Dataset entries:
=======

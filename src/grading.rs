use serde::{Deserialize, Serialize};

use crate::market::{OverUnder, Side};
use crate::matchup::MatchupKey;

/// Line sign convention, stated once: a NEGATIVE line marks the favorite.
/// A pick's line is quoted for the picked side ("AWAY on spread -3.5"
/// means the away team laying 3.5). Both sides grade through the same
/// signed cover formula; there is no separate home-side branch.

#[derive(Debug, Clone, Copy, PartialEq, Eq, Serialize, Deserialize)]
pub enum BetType {
    Spread,
    Total,
    Combo,
}

impl BetType {
    pub fn label(self) -> &'static str {
        match self {
            BetType::Spread => "spread",
            BetType::Total => "total",
            BetType::Combo => "combo",
        }
    }
}

#[derive(Debug, Clone, Copy, PartialEq, Eq, Serialize, Deserialize)]
pub enum Outcome {
    Win,
    Loss,
    Push,
    /// Combination bet where one leg pushed and the other won. Kept
    /// distinct from Win so the ledger doesn't flatten refund-grade legs.
    WinPush,
    NoBet,
}

impl Outcome {
    pub fn label(self) -> &'static str {
        match self {
            Outcome::Win => "WIN",
            Outcome::Loss => "LOSS",
            Outcome::Push => "PUSH",
            Outcome::WinPush => "WIN-PUSH",
            Outcome::NoBet => "NO_BET",
        }
    }

    pub fn parse(raw: &str) -> Option<Outcome> {
        match raw.trim().to_ascii_uppercase().as_str() {
            "WIN" => Some(Outcome::Win),
            "LOSS" => Some(Outcome::Loss),
            "PUSH" => Some(Outcome::Push),
            "WIN-PUSH" | "WIN_PUSH" => Some(Outcome::WinPush),
            "NO_BET" | "NO BET" => Some(Outcome::NoBet),
            _ => None,
        }
    }
}

/// Signed margin kept for diagnostics: for spreads it is the cover value,
/// for totals the distance from the line, for combos the binding (lowest)
/// leg margin.
#[derive(Debug, Clone, Copy, PartialEq, Serialize, Deserialize)]
pub struct GradingResult {
    pub outcome: Outcome,
    pub margin: f64,
}

#[derive(Debug, Clone, Copy, PartialEq, Eq, Serialize, Deserialize)]
pub struct FinalScore {
    pub away: i32,
    pub home: i32,
}

impl FinalScore {
    /// Away-minus-home, the one signed margin every grade derives from.
    pub fn signed_margin(self) -> f64 {
        f64::from(self.away - self.home)
    }

    pub fn total(self) -> f64 {
        f64::from(self.away + self.home)
    }
}

/// A parsed recommendation. Parsing is deterministic over a fixed phrase
/// set; anything outside it grades NO_BET rather than guessing.
#[derive(Debug, Clone, Copy, PartialEq, Serialize, Deserialize)]
pub enum Pick {
    Spread { side: Side, line: f64 },
    Total { direction: OverUnder, line: f64 },
    Combo { spread: (Side, f64), total: (OverUnder, f64) },
}

impl Pick {
    pub fn bet_type(self) -> BetType {
        match self {
            Pick::Spread { .. } => BetType::Spread,
            Pick::Total { .. } => BetType::Total,
            Pick::Combo { .. } => BetType::Combo,
        }
    }

    /// Render in the canonical phrasing the parser recognizes, so logged
    /// recommendations always round-trip.
    pub fn phrase(self) -> String {
        match self {
            Pick::Spread { side, line } => format!("{} on spread {:+}", side.label(), line),
            Pick::Total { direction, line } => format!("{} {}", direction.label(), line),
            Pick::Combo { spread, total } => format!(
                "{} on spread {:+} and {} {}",
                spread.0.label(),
                spread.1,
                total.0.label(),
                total.1
            ),
        }
    }
}

/// Recognized phrasings:
///   "AWAY on spread -3.5" / "HOME on spread +3.5"
///   "OVER 43.5" / "UNDER 43.5"
///   "<spread leg> and <total leg>"  (combination)
pub fn parse_recommendation(text: &str) -> Option<Pick> {
    let trimmed = text.trim();
    if let Some((left, right)) = split_once_word(trimmed, "and") {
        let spread = parse_spread_leg(left)?;
        let total = parse_total_leg(right)?;
        return Some(Pick::Combo { spread, total });
    }
    if let Some((side, line)) = parse_spread_leg(trimmed) {
        return Some(Pick::Spread { side, line });
    }
    if let Some((direction, line)) = parse_total_leg(trimmed) {
        return Some(Pick::Total { direction, line });
    }
    None
}

fn parse_spread_leg(text: &str) -> Option<(Side, f64)> {
    let mut words = text.split_whitespace();
    let side = match words.next()?.to_ascii_uppercase().as_str() {
        "AWAY" => Side::Away,
        "HOME" => Side::Home,
        _ => return None,
    };
    if !words.next()?.eq_ignore_ascii_case("on") {
        return None;
    }
    if !words.next()?.eq_ignore_ascii_case("spread") {
        return None;
    }
    let line = parse_line_number(words.next()?)?;
    if words.next().is_some() {
        return None;
    }
    Some((side, line))
}

fn parse_total_leg(text: &str) -> Option<(OverUnder, f64)> {
    let mut words = text.split_whitespace();
    let direction = match words.next()?.to_ascii_uppercase().as_str() {
        "OVER" => OverUnder::Over,
        "UNDER" => OverUnder::Under,
        _ => return None,
    };
    let line = parse_line_number(words.next()?)?;
    if words.next().is_some() {
        return None;
    }
    Some((direction, line))
}

fn parse_line_number(raw: &str) -> Option<f64> {
    raw.trim().trim_start_matches('+').parse::<f64>().ok()
}

// Split on a lone connective word so team-ish text can't smuggle one in.
fn split_once_word<'a>(text: &'a str, word: &str) -> Option<(&'a str, &'a str)> {
    let lower = text.to_ascii_lowercase();
    let needle = format!(" {word} ");
    let idx = lower.find(&needle)?;
    Some((&text[..idx], &text[idx + needle.len()..]))
}

/// Grade a parsed pick against the authoritative final score.
pub fn grade_pick(pick: Pick, score: FinalScore) -> GradingResult {
    match pick {
        Pick::Spread { side, line } => grade_leg(spread_cover(side, line, score)),
        Pick::Total { direction, line } => grade_leg(total_cover(direction, line, score)),
        Pick::Combo { spread, total } => {
            let spread_cover = spread_cover(spread.0, spread.1, score);
            let total_cover = total_cover(total.0, total.1, score);
            grade_combo(spread_cover, total_cover)
        }
    }
}

/// Grade raw recommendation text; unrecognized phrasing is NO_BET.
pub fn grade_recommendation(text: &str, score: FinalScore) -> GradingResult {
    match parse_recommendation(text) {
        Some(pick) => grade_pick(pick, score),
        None => GradingResult {
            outcome: Outcome::NoBet,
            margin: 0.0,
        },
    }
}

/// Cover value for the picked side: positive wins, zero pushes. The home
/// side is the exact mirror of the away side through the signed margin.
fn spread_cover(side: Side, line: f64, score: FinalScore) -> f64 {
    let side_margin = match side {
        Side::Away => score.signed_margin(),
        Side::Home => -score.signed_margin(),
    };
    side_margin + line
}

fn total_cover(direction: OverUnder, line: f64, score: FinalScore) -> f64 {
    match direction {
        OverUnder::Over => score.total() - line,
        OverUnder::Under => line - score.total(),
    }
}

fn grade_leg(cover: f64) -> GradingResult {
    let outcome = if cover > 0.0 {
        Outcome::Win
    } else if cover < 0.0 {
        Outcome::Loss
    } else {
        Outcome::Push
    };
    GradingResult {
        outcome,
        margin: cover,
    }
}

fn grade_combo(spread_cover: f64, total_cover: f64) -> GradingResult {
    let margin = spread_cover.min(total_cover);
    let legs = (grade_leg(spread_cover).outcome, grade_leg(total_cover).outcome);
    let outcome = match legs {
        (Outcome::Loss, _) | (_, Outcome::Loss) => Outcome::Loss,
        (Outcome::Win, Outcome::Win) => Outcome::Win,
        (Outcome::Push, Outcome::Push) => Outcome::Push,
        // One push, one win: refund-grade leg, kept distinct from a clean win.
        _ => Outcome::WinPush,
    };
    GradingResult { outcome, margin }
}

/// A logged pick for one matchup. Created at analysis time; the grader
/// later fills `outcome`/`margin` exactly once (the ledger enforces that).
#[derive(Debug, Clone, PartialEq, Serialize, Deserialize)]
pub struct RecommendationRecord {
    pub season: u16,
    pub week: u8,
    pub matchup: MatchupKey,
    pub bet_type: BetType,
    pub recommendation: String,
    pub spread_line: Option<f64>,
    pub total_line: Option<f64>,
    pub confidence: Option<f64>,
    pub outcome: Option<Outcome>,
    pub margin: Option<f64>,
}

impl RecommendationRecord {
    pub fn new(season: u16, week: u8, matchup: MatchupKey, pick: Pick) -> RecommendationRecord {
        let (spread_line, total_line) = match pick {
            Pick::Spread { line, .. } => (Some(line), None),
            Pick::Total { line, .. } => (None, Some(line)),
            Pick::Combo { spread, total } => (Some(spread.1), Some(total.1)),
        };
        RecommendationRecord {
            season,
            week,
            matchup,
            bet_type: pick.bet_type(),
            recommendation: pick.phrase(),
            spread_line,
            total_line,
            confidence: None,
            outcome: None,
            margin: None,
        }
    }
}

#[cfg(test)]
mod tests {
    use super::{
        FinalScore, Outcome, Pick, grade_pick, grade_recommendation, parse_recommendation,
    };
    use crate::market::{OverUnder, Side};

    fn score(away: i32, home: i32) -> FinalScore {
        FinalScore { away, home }
    }

    #[test]
    fn away_cover_wins_when_margin_beats_line() {
        let result = grade_recommendation("AWAY on spread -3.5", score(24, 20));
        assert_eq!(result.outcome, Outcome::Win);
        assert!((result.margin - 0.5).abs() < 1e-9);
    }

    #[test]
    fn home_side_mirrors_away_side() {
        let result = grade_recommendation("HOME on spread +3.5", score(24, 20));
        assert_eq!(result.outcome, Outcome::Loss);
        assert!((result.margin + 0.5).abs() < 1e-9);
    }

    #[test]
    fn whole_number_line_can_push() {
        let result = grade_recommendation("AWAY on spread -4", score(24, 20));
        assert_eq!(result.outcome, Outcome::Push);
        assert_eq!(result.margin, 0.0);
    }

    #[test]
    fn totals_grade_over_and_under() {
        let s = score(24, 20); // total 44
        assert_eq!(grade_recommendation("OVER 43.5", s).outcome, Outcome::Win);
        assert_eq!(grade_recommendation("UNDER 43.5", s).outcome, Outcome::Loss);

        let on_the_number = score(23, 21); // total 44
        assert_eq!(
            grade_recommendation("OVER 44", on_the_number).outcome,
            Outcome::Push
        );
        assert_eq!(
            grade_recommendation("UNDER 44", on_the_number).outcome,
            Outcome::Push
        );
    }

    #[test]
    fn combo_needs_both_legs() {
        let both_win = grade_recommendation("AWAY on spread -3.5 and OVER 43.5", score(24, 20));
        assert_eq!(both_win.outcome, Outcome::Win);

        let spread_lost = grade_recommendation("AWAY on spread -3.5 and OVER 43.5", score(23, 21));
        assert_eq!(spread_lost.outcome, Outcome::Loss);
    }

    #[test]
    fn combo_push_plus_win_is_win_push() {
        // Spread pushes (margin 4 vs -4), total clears.
        let result = grade_recommendation("AWAY on spread -4 and OVER 43.5", score(24, 20));
        assert_eq!(result.outcome, Outcome::WinPush);

        // Both legs on the number.
        let result = grade_recommendation("AWAY on spread -4 and OVER 44", score(24, 20));
        assert_eq!(result.outcome, Outcome::Push);
    }

    #[test]
    fn unrecognized_phrasing_is_no_bet() {
        assert_eq!(
            grade_recommendation("hammer the Jets", score(24, 20)).outcome,
            Outcome::NoBet
        );
        assert_eq!(
            grade_recommendation("", score(24, 20)).outcome,
            Outcome::NoBet
        );
        assert_eq!(
            grade_recommendation("AWAY on spread", score(24, 20)).outcome,
            Outcome::NoBet
        );
    }

    #[test]
    fn parser_round_trips_canonical_phrases() {
        for pick in [
            Pick::Spread {
                side: Side::Away,
                line: -3.5,
            },
            Pick::Total {
                direction: OverUnder::Under,
                line: 41.0,
            },
            Pick::Combo {
                spread: (Side::Home, 2.5),
                total: (OverUnder::Over, 47.5),
            },
        ] {
            let parsed = parse_recommendation(&pick.phrase()).expect("round-trips");
            assert_eq!(parsed, pick);
        }
    }

    #[test]
    fn picked_side_line_sign_follows_favorite_convention() {
        // Home favorite laying 6.5, home wins by 7.
        let result = grade_pick(
            Pick::Spread {
                side: Side::Home,
                line: -6.5,
            },
            score(13, 20),
        );
        assert_eq!(result.outcome, Outcome::Win);
    }
}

=======

About this exercise:
Copy out each line of the data in which the word "ledger" appears.

Response below:
    /// distinct from Win so the ledger doesn't flatten refund-grade legs.
/// later fills `outcome`/`margin` exactly once (the ledger enforces that).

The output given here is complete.